▸ **Saved data entries**

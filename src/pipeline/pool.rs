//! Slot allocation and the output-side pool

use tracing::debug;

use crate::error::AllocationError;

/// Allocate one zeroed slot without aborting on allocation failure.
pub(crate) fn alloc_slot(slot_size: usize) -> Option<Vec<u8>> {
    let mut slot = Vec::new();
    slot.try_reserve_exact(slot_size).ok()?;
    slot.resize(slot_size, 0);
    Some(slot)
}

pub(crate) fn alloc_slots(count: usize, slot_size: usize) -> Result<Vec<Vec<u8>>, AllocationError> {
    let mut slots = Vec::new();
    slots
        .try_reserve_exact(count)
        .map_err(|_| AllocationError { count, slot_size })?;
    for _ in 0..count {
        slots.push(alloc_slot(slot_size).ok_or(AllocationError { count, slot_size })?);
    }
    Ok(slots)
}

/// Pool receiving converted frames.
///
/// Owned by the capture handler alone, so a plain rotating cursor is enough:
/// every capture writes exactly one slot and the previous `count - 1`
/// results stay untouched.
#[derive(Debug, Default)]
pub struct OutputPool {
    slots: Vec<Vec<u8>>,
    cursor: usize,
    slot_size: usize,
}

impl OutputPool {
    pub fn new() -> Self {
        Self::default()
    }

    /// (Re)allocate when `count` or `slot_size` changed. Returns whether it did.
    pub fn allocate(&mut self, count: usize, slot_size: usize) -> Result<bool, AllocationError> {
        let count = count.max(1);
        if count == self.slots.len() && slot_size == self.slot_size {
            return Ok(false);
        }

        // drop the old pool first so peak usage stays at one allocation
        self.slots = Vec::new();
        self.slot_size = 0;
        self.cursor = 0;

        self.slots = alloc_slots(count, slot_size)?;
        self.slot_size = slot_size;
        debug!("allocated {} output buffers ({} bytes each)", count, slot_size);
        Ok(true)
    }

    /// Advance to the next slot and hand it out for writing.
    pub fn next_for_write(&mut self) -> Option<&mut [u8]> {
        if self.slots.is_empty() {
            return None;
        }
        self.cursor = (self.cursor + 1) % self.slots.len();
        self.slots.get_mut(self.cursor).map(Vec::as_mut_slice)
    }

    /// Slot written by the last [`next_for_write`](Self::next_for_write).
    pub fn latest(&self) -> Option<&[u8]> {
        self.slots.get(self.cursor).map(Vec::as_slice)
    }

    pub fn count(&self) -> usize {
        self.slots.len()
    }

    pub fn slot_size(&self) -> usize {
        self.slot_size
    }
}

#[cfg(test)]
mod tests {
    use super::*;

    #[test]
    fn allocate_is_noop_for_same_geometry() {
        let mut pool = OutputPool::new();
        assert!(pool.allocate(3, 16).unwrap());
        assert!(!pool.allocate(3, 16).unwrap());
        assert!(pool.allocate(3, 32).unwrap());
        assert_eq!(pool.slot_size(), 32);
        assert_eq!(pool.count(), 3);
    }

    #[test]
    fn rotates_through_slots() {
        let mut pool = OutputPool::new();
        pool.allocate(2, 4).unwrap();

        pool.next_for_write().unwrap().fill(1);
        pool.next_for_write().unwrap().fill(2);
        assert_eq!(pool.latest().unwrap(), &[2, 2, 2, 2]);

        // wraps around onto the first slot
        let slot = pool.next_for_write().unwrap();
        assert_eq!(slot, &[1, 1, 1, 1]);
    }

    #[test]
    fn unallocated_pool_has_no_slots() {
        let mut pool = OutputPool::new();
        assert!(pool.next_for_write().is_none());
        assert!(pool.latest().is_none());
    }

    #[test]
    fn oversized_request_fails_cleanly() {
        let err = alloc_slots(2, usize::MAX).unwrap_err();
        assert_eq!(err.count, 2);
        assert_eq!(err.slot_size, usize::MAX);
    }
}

...

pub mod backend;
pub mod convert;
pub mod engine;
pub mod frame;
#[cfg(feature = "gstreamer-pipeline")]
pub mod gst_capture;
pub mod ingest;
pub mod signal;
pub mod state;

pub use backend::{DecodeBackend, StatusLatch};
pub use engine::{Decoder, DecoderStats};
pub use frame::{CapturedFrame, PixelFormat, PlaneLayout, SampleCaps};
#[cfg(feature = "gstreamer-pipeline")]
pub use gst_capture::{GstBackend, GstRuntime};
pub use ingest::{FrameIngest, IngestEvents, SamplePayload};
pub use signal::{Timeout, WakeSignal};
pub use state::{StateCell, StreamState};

* * *

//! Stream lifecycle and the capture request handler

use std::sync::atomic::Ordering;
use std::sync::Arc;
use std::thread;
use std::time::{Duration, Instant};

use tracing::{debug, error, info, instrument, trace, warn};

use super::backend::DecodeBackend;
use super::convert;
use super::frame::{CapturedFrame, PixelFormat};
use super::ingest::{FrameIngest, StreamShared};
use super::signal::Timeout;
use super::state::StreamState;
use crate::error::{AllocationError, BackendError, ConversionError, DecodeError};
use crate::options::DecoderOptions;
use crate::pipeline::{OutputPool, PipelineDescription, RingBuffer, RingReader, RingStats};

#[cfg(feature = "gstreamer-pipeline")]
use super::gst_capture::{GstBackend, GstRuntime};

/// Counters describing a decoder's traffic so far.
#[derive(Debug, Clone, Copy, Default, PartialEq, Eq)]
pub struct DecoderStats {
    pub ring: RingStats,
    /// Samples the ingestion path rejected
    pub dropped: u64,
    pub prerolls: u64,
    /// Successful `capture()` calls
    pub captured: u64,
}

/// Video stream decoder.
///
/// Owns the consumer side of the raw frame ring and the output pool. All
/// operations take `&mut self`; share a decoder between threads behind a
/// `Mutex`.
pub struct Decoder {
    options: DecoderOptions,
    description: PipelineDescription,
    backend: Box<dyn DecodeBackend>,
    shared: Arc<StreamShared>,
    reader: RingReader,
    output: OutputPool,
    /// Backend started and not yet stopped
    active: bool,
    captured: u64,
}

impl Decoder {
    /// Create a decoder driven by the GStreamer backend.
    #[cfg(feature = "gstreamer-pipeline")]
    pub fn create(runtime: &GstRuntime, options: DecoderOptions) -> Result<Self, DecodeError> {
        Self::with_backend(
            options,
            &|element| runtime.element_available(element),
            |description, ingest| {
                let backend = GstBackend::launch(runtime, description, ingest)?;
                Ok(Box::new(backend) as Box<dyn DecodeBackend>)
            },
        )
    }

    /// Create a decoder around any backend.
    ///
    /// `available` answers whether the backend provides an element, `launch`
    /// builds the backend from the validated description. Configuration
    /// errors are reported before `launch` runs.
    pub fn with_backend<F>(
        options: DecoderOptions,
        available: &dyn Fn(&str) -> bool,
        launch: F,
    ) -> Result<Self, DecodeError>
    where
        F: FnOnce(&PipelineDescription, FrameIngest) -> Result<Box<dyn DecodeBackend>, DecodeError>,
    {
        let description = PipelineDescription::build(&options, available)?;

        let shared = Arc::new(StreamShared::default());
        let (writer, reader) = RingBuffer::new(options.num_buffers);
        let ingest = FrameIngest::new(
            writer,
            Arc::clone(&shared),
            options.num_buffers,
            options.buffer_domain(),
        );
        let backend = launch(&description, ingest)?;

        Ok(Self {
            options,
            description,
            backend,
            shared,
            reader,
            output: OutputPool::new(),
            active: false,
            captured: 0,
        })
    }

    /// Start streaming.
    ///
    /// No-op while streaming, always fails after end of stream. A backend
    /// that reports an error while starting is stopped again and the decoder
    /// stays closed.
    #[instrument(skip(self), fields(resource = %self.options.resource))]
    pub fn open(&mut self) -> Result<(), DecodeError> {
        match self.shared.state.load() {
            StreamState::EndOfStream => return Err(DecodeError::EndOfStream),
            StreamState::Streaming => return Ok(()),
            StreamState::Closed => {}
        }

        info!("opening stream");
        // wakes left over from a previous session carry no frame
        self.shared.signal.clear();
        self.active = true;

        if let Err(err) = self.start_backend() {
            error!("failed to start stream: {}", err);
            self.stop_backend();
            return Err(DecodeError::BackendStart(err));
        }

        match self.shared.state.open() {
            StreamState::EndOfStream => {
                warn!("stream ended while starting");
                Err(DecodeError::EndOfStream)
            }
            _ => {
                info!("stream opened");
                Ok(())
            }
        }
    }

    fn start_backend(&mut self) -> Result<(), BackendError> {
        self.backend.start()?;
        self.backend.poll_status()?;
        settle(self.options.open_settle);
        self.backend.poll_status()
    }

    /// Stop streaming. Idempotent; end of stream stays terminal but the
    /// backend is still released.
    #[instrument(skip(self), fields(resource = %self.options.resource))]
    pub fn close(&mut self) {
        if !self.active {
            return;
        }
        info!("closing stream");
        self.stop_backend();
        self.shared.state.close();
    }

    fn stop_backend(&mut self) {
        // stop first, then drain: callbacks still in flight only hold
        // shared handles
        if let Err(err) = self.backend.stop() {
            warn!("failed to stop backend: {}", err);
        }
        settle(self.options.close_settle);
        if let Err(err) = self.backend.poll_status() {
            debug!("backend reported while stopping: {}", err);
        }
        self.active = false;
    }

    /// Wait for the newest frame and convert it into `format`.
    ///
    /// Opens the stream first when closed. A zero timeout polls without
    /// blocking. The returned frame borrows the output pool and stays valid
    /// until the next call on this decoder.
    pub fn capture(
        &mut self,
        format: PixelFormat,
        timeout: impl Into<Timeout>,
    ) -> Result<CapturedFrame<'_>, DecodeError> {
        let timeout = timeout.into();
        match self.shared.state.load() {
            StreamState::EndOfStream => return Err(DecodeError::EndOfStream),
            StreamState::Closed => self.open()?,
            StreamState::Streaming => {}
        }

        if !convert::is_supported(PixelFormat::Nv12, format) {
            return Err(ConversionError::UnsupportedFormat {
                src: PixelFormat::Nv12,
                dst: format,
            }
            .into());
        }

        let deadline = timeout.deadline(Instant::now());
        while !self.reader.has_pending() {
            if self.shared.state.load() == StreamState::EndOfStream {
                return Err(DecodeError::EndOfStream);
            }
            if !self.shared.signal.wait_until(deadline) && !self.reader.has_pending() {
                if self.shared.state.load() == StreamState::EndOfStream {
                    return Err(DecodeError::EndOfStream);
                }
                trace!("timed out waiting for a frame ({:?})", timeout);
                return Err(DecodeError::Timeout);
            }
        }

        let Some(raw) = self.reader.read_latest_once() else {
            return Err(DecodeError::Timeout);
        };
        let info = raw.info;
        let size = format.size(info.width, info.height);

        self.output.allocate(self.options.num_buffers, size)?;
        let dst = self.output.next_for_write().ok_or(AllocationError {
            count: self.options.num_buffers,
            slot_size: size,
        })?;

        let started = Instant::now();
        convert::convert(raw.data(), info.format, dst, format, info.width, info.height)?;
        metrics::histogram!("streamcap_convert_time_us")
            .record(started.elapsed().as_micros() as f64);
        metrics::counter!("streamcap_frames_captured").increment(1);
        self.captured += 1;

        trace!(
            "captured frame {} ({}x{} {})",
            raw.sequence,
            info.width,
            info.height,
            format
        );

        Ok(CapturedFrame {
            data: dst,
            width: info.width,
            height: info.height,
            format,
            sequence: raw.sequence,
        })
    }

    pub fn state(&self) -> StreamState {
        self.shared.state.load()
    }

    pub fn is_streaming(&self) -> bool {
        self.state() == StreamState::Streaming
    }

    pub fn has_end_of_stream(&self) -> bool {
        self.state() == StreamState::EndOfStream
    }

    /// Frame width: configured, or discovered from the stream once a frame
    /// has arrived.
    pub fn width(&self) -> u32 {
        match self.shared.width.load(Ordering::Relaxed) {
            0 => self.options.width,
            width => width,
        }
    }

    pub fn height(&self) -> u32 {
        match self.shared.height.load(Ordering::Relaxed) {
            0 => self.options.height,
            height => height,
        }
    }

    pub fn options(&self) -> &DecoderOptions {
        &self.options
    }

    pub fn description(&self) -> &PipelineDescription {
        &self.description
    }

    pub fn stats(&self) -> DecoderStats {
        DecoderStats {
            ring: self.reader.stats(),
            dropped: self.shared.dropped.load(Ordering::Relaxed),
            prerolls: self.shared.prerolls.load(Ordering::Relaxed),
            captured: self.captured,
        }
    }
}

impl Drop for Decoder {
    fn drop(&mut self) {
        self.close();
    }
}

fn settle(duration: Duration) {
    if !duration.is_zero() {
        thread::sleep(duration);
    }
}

▸ **What is needed**
If a line above holds "writer", count it; say how many such lines there are and nothing else.

▸ **Exercise answer**
2